牛田さんの誕生日は6月23日ですが、今はこの日にお祝いすることはないそうです。 「6月1日が私の誕生日です。この日は新しい誕生日であると同時に、私を救ってくれた皆様への感謝の気持ちと、あの時お父さんが死んでいたらどうなっていたんだろうと家族で振り返る日でもあります」と牛田さん。

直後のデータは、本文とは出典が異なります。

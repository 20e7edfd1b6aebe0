//! Environment variable configuration
//!
//! Every variable is a type implementing [`EnvVar`]: its name, default,
//! description and a validating parser live together.

use std::env;

use url::Url;

use crate::core::{MicrodataError, MicrodataResult};

/// Accessor for one typed environment variable
pub trait EnvVar<T> {
    const NAME: &'static str;
    const DEFAULT: Option<T>;
    const DESCRIPTION: &'static str;

    fn parse(value: &str) -> MicrodataResult<T>;

    fn get() -> MicrodataResult<T> {
        match env::var(Self::NAME) {
            Ok(value) => Self::parse(&value),
            Err(_) => match Self::DEFAULT {
                Some(default) => Ok(default),
                None => Err(config_error(
                    Self::NAME,
                    "Required environment variable not set".to_string(),
                )),
            },
        }
    }

    fn get_or_default(default: T) -> T {
        Self::get().unwrap_or(default)
    }
}

/// Core variables
pub mod core {
    use super::*;

    /// Maximum level of emitted log events
    pub struct LogLevel;
    impl EnvVar<String> for LogLevel {
        const NAME: &'static str = "MICRODATA_LOG_LEVEL";
        const DEFAULT: Option<String> = None;
        const DESCRIPTION: &'static str = "Log level: trace, debug, info, warn, error";

        fn get() -> MicrodataResult<String> {
            match env::var(Self::NAME) {
                Ok(value) => Self::parse(&value),
                Err(_) => Ok("warn".to_string()),
            }
        }

        fn parse(value: &str) -> MicrodataResult<String> {
            match value.to_lowercase().as_str() {
                "trace" | "debug" | "info" | "warn" | "error" => Ok(value.to_lowercase()),
                _ => Err(config_error(
                    Self::NAME,
                    format!("Invalid log level '{value}'. Use: trace, debug, info, warn, error"),
                )),
            }
        }
    }

    /// Disable colored output
    pub struct NoColor;
    impl EnvVar<bool> for NoColor {
        const NAME: &'static str = "NO_COLOR";
        const DEFAULT: Option<bool> = Some(false);
        const DESCRIPTION: &'static str = "Disable colored output when set to any value";

        fn parse(value: &str) -> MicrodataResult<bool> {
            // NO_COLOR convention: any non-empty value disables color
            Ok(!value.is_empty())
        }
    }

    /// Default document base URL
    pub struct BaseUrl;
    impl EnvVar<Option<String>> for BaseUrl {
        const NAME: &'static str = "MICRODATA_BASE_URL";
        const DEFAULT: Option<Option<String>> = Some(None);
        const DESCRIPTION: &'static str =
            "Base URL used to resolve relative URL properties when none is given";

        fn parse(value: &str) -> MicrodataResult<Option<String>> {
            let value = value.trim();
            if value.is_empty() {
                return Ok(None);
            }

            Url::parse(value).map_err(|e| {
                config_error(Self::NAME, format!("Invalid absolute URL '{value}': {e}"))
            })?;

            Ok(Some(value.to_string()))
        }
    }
}

fn config_error(variable: &str, message: String) -> MicrodataError {
    MicrodataError::Config {
        variable: variable.to_string(),
        message,
    }
}

/// Snapshot of all configuration variables
///
/// Fails on the first variable that is set but invalid.
#[derive(Debug, Clone)]
pub struct EnvConfig {
    pub log_level: String,
    pub no_color: bool,
    pub base_url: Option<String>,
}

impl EnvConfig {
    pub fn from_env() -> MicrodataResult<Self> {
        Ok(Self {
            log_level: core::LogLevel::get()?,
            no_color: core::NoColor::get()?,
            base_url: core::BaseUrl::get()?,
        })
    }
}

/// Renders markdown documentation for all supported variables
pub fn generate_env_docs() -> String {
    let mut docs = String::new();
    docs.push_str("# Environment Variables Documentation\n\n");

    docs.push_str("## Core Configuration\n\n");
    docs.push_str(&format!(
        "- `{}`: {} (default: \"warn\")\n",
        core::LogLevel::NAME,
        core::LogLevel::DESCRIPTION
    ));
    docs.push_str(&format!(
        "- `{}`: {} (default: {:?})\n",
        core::NoColor::NAME,
        core::NoColor::DESCRIPTION,
        core::NoColor::DEFAULT
    ));
    docs.push_str(&format!(
        "- `{}`: {} (default: none)\n",
        core::BaseUrl::NAME,
        core::BaseUrl::DESCRIPTION
    ));

    docs
}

牛田さんの生還10周年のバースデーケーキ(提供:牛田尊) 牛田さんが講演で『社会復帰』という言葉を使うと、当時の関係者の方から指摘が入るそうです。「牛田さん、社会復帰じゃなくて『完全社会復帰』。この『完全』をつけてくださいと言われます。それぐらい本当になんともありません。 そして、2025年が私の第2の成人式。いろいろとお世話になった皆様に、私からまた成人式を迎えましたとご挨拶をさせていただきたいと思っております」と、笑顔で話します。 当時、医師からは、最初はQOL(生活の質)が下がるかもしれないと伝えられましたが、「退院後は、それまで1日約50本吸っていたタバコも暴食もやめました。睡眠時間は多少増えた程度ですが、いまは楽しい毎日を過ごさせていただいております。 これもやはりAEDのおかげです。そしてAEDを使って迅速な処置をしていただいた学生さんのおかげ。なによりAEDの普及に尽力いただいた方々のおかげ、と、日ごろから感謝しております」と、完全社会復帰された牛田さんは笑顔で、力強く未来を見つめています。 いまでこそ街中で見かけるようになったAEDですが、皆様の近くのAEDがどこにあるか思い出せますか?心停止の約7割がご家庭で起こっているといわれています。特に、心臓に不安がある方、生活習慣病がある方は家庭用AEDの設置も検討してはいかがでしょうか。